I live 15 miles from another axe maker, Wetterlings. We like our axes here


----------



## milkman (Dec 27, 2016)

Markus said:


> Yep that is a Swedish axe, Arvika is the name of the company that made it. They apparently only made axes for a few decades in the early 1900's.
> Hults Bruk started in the 17th century and began making axes in the 19th century, after making a trip to NA to see how they made them. They are still making axes, now rebranded to Hultafors.
> 
> I live 15 miles from another axe maker, Wetterlings. We like our axes here




Thanks, I had no idea this axe is that old, I looked for hours yesterday trying to find something with a mark like that and came up empty. It's still in great shape, I'll get more pictures today.


----------



## Deleted member 110241 (Dec 27, 2016)

I researched it some more and I think Spotted owl was right. It may be a Hults Bruk axe, the model name is Arvika. I think.
Arvika axe forge was bought by Hults Bruk in the 50's.

So it's not as rare as I led you to believe...Still a swedish axe though, not chinese 

http://hultsbruk1697.se/


----------



## madhatte (Dec 27, 2016)

What I know about Arvika (I have a 2-pounder) *EDIT -- turns out it's a 3-pounder, sorry about that --* is that they were bought by Hultafors in the 50's. They are mostly a racing axe line now and bring good money. I haven't been able to find much at all about them between the Hults purchase and modern times, so it could be that the name was rested for a bunch of years. Mine is definitely a nice piece of steel and cleaned up well with minimal effort, though the poll was somewhat mushroomed when I got it. Mine also had the traces of blue paint. Apparently that was a thing they did. I'm willing to believe that it was made before the company changed hands, or after. A fine axe either way.

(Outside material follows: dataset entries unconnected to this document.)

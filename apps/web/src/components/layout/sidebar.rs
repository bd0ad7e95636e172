//! Side navigation for signed-in users, one link per protected page.

use crate::app_lib::build_info;
use crate::features::auth::state::use_auth;
use leptos::prelude::*;
use leptos_router::{components::A, hooks::use_location};
use loan_core::{AppRoute, SessionStore};

const LINKS: [(AppRoute, &str, &str); 6] = [
    (AppRoute::Dashboard, "dashboard", "Dashboard"),
    (AppRoute::Application, "description", "Application"),
    (AppRoute::Payments, "payments", "Payments"),
    (AppRoute::Documents, "folder", "Documents"),
    (AppRoute::Settings, "settings", "Settings"),
    (AppRoute::Help, "help", "Help & Support"),
];

#[component]
pub fn Sidebar() -> impl IntoView {
    let auth = use_auth();
    let pathname = use_location().pathname;

    view! {
        <aside class="w-64 flex-shrink-0 hidden md:flex flex-col border-r border-gray-200 dark:border-gray-800 bg-white dark:bg-gray-900 overflow-y-auto">
            <nav class="flex-1 px-4 py-6 space-y-1">
                {LINKS
                    .into_iter()
                    .map(|(route, icon, label)| {
                        let target = route.path();
                        view! {
                            <SidebarLink
                                target=target
                                icon=icon
                                label=label
                                active=move || {
                                    AppRoute::from_path(&pathname.get()) == Some(route)
                                }
                            />
                        }
                    })
                    .collect_view()}
                <A
                    href=AppRoute::Website.path()
                    {..}
                    class="group flex items-center px-2 py-2 text-sm font-medium rounded-md text-gray-600 hover:bg-gray-50 hover:text-gray-900 dark:text-gray-300 dark:hover:bg-gray-800 dark:hover:text-white"
                >
                    <span class="material-symbols-outlined mr-3 text-xl text-gray-400">
                        "public"
                    </span>
                    "Visit Website"
                </A>
                <button
                    type="button"
                    class="group w-full flex items-center px-2 py-2 text-sm font-medium rounded-md text-red-600 hover:bg-red-50 dark:text-red-400 dark:hover:bg-gray-800"
                    on:click=move |_| auth.sign_out()
                >
                    <span class="material-symbols-outlined mr-3 text-xl">"logout"</span>
                    "Log Out"
                </button>
            </nav>

            <div class="p-4 border-t border-gray-100 dark:border-gray-800">
                <p class="text-[10px] text-gray-400 font-mono text-center uppercase tracking-tighter">
                    {format!("Payfee build {}", build_info::short_commit_hash())}
                </p>
            </div>
        </aside>
    }
}

#[component]
fn SidebarLink<F>(
    target: &'static str,
    icon: &'static str,
    label: &'static str,
    active: F,
) -> impl IntoView
where
    F: Fn() -> bool + Copy + Send + Sync + 'static,
{
    let link_class = move || {
        if active() {
            "group flex items-center px-2 py-2 text-sm font-medium rounded-md transition-colors text-blue-600 bg-blue-50 dark:bg-blue-900 dark:text-blue-400"
        } else {
            "group flex items-center px-2 py-2 text-sm font-medium rounded-md transition-colors text-gray-600 hover:bg-gray-50 hover:text-gray-900 dark:text-gray-300 dark:hover:bg-gray-800 dark:hover:text-white"
        }
    };
    let icon_class = move || {
        if active() {
            "material-symbols-outlined mr-3 text-xl text-blue-600 dark:text-blue-400"
        } else {
            "material-symbols-outlined mr-3 text-xl text-gray-400 group-hover:text-gray-900 dark:group-hover:text-white"
        }
    };

    view! {
        <A href=target {..} attr:class=link_class aria-current=move || active().then_some("page")>
            <span class=icon_class>{icon}</span>
            {label}
        </A>
    }
}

EDIT: Pictured is a modern HB Arvika Five Star head. Note the HB stamp and Arvika label. This is different than the stamp that your axe and mine have.


----------



## milkman (Dec 27, 2016)

madhatte said:


> What I know about Arvika (I have a 2-pounder) is that they were bought by Hultafors in the 50's. They are mostly a racing axe line now and bring good money. I haven't been able to find much at all about them between the Hults purchase and modern times, so it could be that the name was rested for a bunch of years. Mine is definitely a nice piece of steel and cleaned up well with minimal effort, though the poll was somewhat mushroomed when I got it. Mine also had the traces of blue paint. Apparently that was a thing they did. I'm willing to believe that it was made before the company changed hands, or after. A fine axe either way.
> 
> EDIT: Pictured is a modern HB Arvika Five Star head. Note the HB stamp and Arvika label. This is different than the stamp that your axe and mine have.

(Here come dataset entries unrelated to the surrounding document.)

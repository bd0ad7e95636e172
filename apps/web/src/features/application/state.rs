use leptos::prelude::*;
use loan_core::{ApplicationWizard, WizardCell};

/// The wizard of one mounted application page. Dropped with the page, which
/// discards the draft.
#[derive(Clone, Copy)]
pub struct WizardSignal(pub RwSignal<ApplicationWizard>);

impl WizardSignal {
    pub fn new() -> Self {
        Self(RwSignal::new(ApplicationWizard::new()))
    }

    /// Tracked read of the wizard.
    pub fn with<R>(&self, f: impl FnOnce(&ApplicationWizard) -> R) -> R {
        self.0.with(f)
    }

    /// Mutates the wizard and notifies subscribers. No-op once disposed.
    pub fn update(&self, f: impl FnOnce(&mut ApplicationWizard)) {
        self.0.update(f);
    }
}

/// `try_update` returns `None` after the page is unmounted, which makes a
/// late submission outcome a no-op.
impl WizardCell for WizardSignal {
    fn with_wizard<R>(&self, f: impl FnOnce(&mut ApplicationWizard) -> R) -> Option<R> {
        self.0.try_update(f)
    }
}
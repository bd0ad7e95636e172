use anyhow::Result;
use tracing::Level;
use tracing_subscriber::{EnvFilter, Registry, fmt, layer::SubscriberExt};

/// Initialize logging. `RUST_LOG` directives take precedence over the
/// verbosity level.
///
/// # Errors
///
/// Returns an error if a directive cannot be parsed or a global subscriber is
/// already installed
pub fn init(verbosity_level: Option<Level>) -> Result<()> {
    let filter = filter(verbosity_level)?;

    let fmt_layer = fmt::layer()
        .with_file(true)
        .with_line_number(true)
        .with_thread_ids(false)
        .with_target(false);

    let subscriber = Registry::default().with(fmt_layer).with(filter);
    tracing::subscriber::set_global_default(subscriber)?;

    Ok(())
}

fn filter(verbosity_level: Option<Level>) -> Result<EnvFilter> {
    let verbosity_level = verbosity_level.unwrap_or(Level::ERROR);

    Ok(EnvFilter::builder()
        .with_default_directive(verbosity_level.into())
        .from_env_lossy()
        .add_directive("hyper=error".parse()?)
        .add_directive("tokio=error".parse()?))
}

#[cfg(test)]
mod tests {
    use super::*;

    #[test]
    fn filter_defaults_to_error() {
        temp_env::with_var("RUST_LOG", None::<&str>, || {
            let filter = filter(None).unwrap().to_string();
            assert!(filter.contains("error"), "{filter}");
            assert!(filter.contains("hyper=error"), "{filter}");
        });
    }

    #[test]
    fn filter_uses_verbosity_level() {
        temp_env::with_var("RUST_LOG", None::<&str>, || {
            let filter = filter(Some(Level::DEBUG)).unwrap().to_string();
            assert!(filter.contains("debug"), "{filter}");
        });
    }
}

That sure is a good looking axe. When I registered on this site, I had one chainsaw, now I have 7, does that mean I'm gonna wind up with a bunch of axes? Well, I do have three now, a boys axe, a double bit axe and the Arvika, I guess that's a start.


----------



## milkman (Dec 27, 2016)

Took some more pics, looks like it is hung a little shallow.


----------



## madhatte (Dec 27, 2016)

milkman said:


> When I registered on this site, I had one chainsaw, now I have 7, does that mean I'm gonna wind up with a bunch of axes?

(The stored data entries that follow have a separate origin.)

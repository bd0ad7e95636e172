//! Documents on file. Uploads are kept in page state only.

use super::PageHeader;
use crate::app_lib::{clock, theme::Theme};
use crate::components::{Alert, AlertKind, AppShell, Badge, Card, Tone};
use crate::features::auth::RequireAuth;
use leptos::ev::Event;
use leptos::prelude::*;
use loan_core::{
    AppRoute,
    dashboard::{DocumentRecord, DocumentStatus, format_date, uploaded_documents},
};
use web_sys::HtmlInputElement;

#[component]
pub fn DocumentsPage() -> impl IntoView {
    view! {
        <AppShell>
            <RequireAuth>
                <DocumentsContent />
            </RequireAuth>
        </AppShell>
    }
}

/// Upper-case extension, or `FILE` when there is none.
fn file_kind(file_name: &str) -> String {
    file_name
        .rsplit_once('.')
        .map(|(_, extension)| extension.to_ascii_uppercase())
        .filter(|extension| !extension.is_empty())
        .unwrap_or_else(|| "FILE".to_string())
}

fn size_in_mb(bytes: f64) -> String {
    format!("{:.1} MB", bytes / (1024.0 * 1024.0))
}

#[component]
fn DocumentsContent() -> impl IntoView {
    let documents = RwSignal::new(uploaded_documents());
    let (notice, set_notice) = signal::<Option<(&'static str, String)>>(None);

    let on_upload = move |event: Event| {
        let input = event_target::<HtmlInputElement>(&event);
        if let Some(file) = input.files().and_then(|files| files.get(0)) {
            let name = file.name();
            let record = DocumentRecord {
                id: format!("upload-{}", clock::now_millis()),
                kind: file_kind(&name),
                size: size_in_mb(file.size()),
                uploaded: clock::today(),
                status: DocumentStatus::Pending,
                name: name.clone(),
            };
            tracing::info!(kind = %record.kind, "document uploaded");
            documents.update(|documents| documents.push(record));
            set_notice.set(Some((
                "Document Uploaded",
                format!("{name} has been uploaded and is awaiting verification."),
            )));
        }
        input.set_value("");
    };

    view! {
        <div class="flex flex-wrap items-start justify-between gap-4">
            <PageHeader route=AppRoute::Documents subtitle="Manage the documents supporting your loan" />
            <label
                for="documentUpload"
                class="inline-flex items-center gap-2 cursor-pointer text-white bg-blue-700 hover:bg-blue-800 font-medium rounded-lg text-sm px-5 py-2.5"
            >
                <span class="material-symbols-outlined text-base">"upload"</span>
                "Upload Document"
            </label>
            <input
                id="documentUpload"
                type="file"
                class="hidden"
                accept=".pdf,.jpg,.jpeg,.png"
                on:change=on_upload
            />
        </div>

        {move || {
            notice
                .get()
                .map(|(title, message)| {
                    view! {
                        <div class="mb-4">
                            <Alert kind=AlertKind::Info title=title message=message />
                        </div>
                    }
                })
        }}

        <Card title="Required Documents">
            <div class="overflow-x-auto">
                <table class=Theme::TABLE>
                    <thead class=Theme::TABLE_HEAD>
                        <tr>
                            <th class="px-6 py-3">"Document Name"</th>
                            <th class="px-6 py-3">"Type"</th>
                            <th class="px-6 py-3">"Size"</th>
                            <th class="px-6 py-3">"Upload Date"</th>
                            <th class="px-6 py-3">"Status"</th>
                            <th class="px-6 py-3">"Actions"</th>
                        </tr>
                    </thead>
                    <tbody>
                        <For
                            each=move || documents.get()
                            key=|document| document.id.clone()
                            children=move |document| {
                                let view_name = document.name.clone();
                                let download_name = document.name.clone();
                                view! {
                                    <tr class="bg-white border-b dark:bg-gray-800 dark:border-gray-700">
                                        <td class=format!("{} font-medium text-gray-900 dark:text-white", Theme::ROW)>
                                            <span class="material-symbols-outlined align-middle mr-2 text-gray-400">
                                                "description"
                                            </span>
                                            {document.name}
                                        </td>
                                        <td class=Theme::ROW>{document.kind}</td>
                                        <td class=Theme::ROW>{document.size}</td>
                                        <td class=Theme::ROW>{format_date(document.uploaded)}</td>
                                        <td class=Theme::ROW>
                                            <Badge
                                                tone=Tone::from(document.status)
                                                label=document.status.label()
                                            />
                                        </td>
                                        <td class=format!("{} flex gap-3", Theme::ROW)>
                                            <button
                                                type="button"
                                                class=Theme::LINK
                                                on:click=move |_| {
                                                    set_notice
                                                        .set(Some(("View Document", format!("Viewing {view_name}..."))))
                                                }
                                            >
                                                "View"
                                            </button>
                                            <button
                                                type="button"
                                                class=Theme::LINK
                                                on:click=move |_| {
                                                    set_notice
                                                        .set(
                                                            Some((
                                                                "Download Started",
                                                                format!("Downloading {download_name}..."),
                                                            )),
                                                        )
                                                }
                                            >
                                                "Download"
                                            </button>
                                        </td>
                                    </tr>
                                }
                            }
                        />
                    </tbody>
                </table>
            </div>
        </Card>
    }
}

#[cfg(test)]
mod tests {
    use super::{file_kind, size_in_mb};

    #[test]
    fn kind_comes_from_the_extension() {
        assert_eq!(file_kind("letter.pdf"), "PDF");
        assert_eq!(file_kind("scan.final.jpeg"), "JPEG");
        assert_eq!(file_kind("README"), "FILE");
        assert_eq!(file_kind("trailing."), "FILE");
    }

    #[test]
    fn sizes_are_reported_in_megabytes() {
        assert_eq!(size_in_mb(1_258_291.0), "1.2 MB");
    }
}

These things, uh, happen. Please don't ask me how I know that. 



milkman said:


> Took some more pics, looks like it is hung a little shallow.



Easy enough to fix!


----------



## milkman (Dec 27, 2016)

madhatte said:


> These things, uh, happen. Please don't ask me how I know that.
> 
> 
> 
> Easy enough to fix!


----------



## madhatte (Dec 27, 2016)

Here's mine. You can see where I cleaned up the poll.


----------



## milkman (Dec 27, 2016)

I'll bet they'really made out of good stuff. I'll never wear mine out. LOL


----------



## madhatte (Dec 27, 2016)

I'm half-tempted to put an edge on mine, and half-tempted to put it on a short handle to be used as a wedge beater. Tough choice!


----------



## milkman (Dec 28, 2016)

I think I'll leave mine the way it is, I have some straight grain Hickory to split that I want to try it on.

I went down and split three 14" cuts and it worked well, the power supply is woefully lacking though.


----------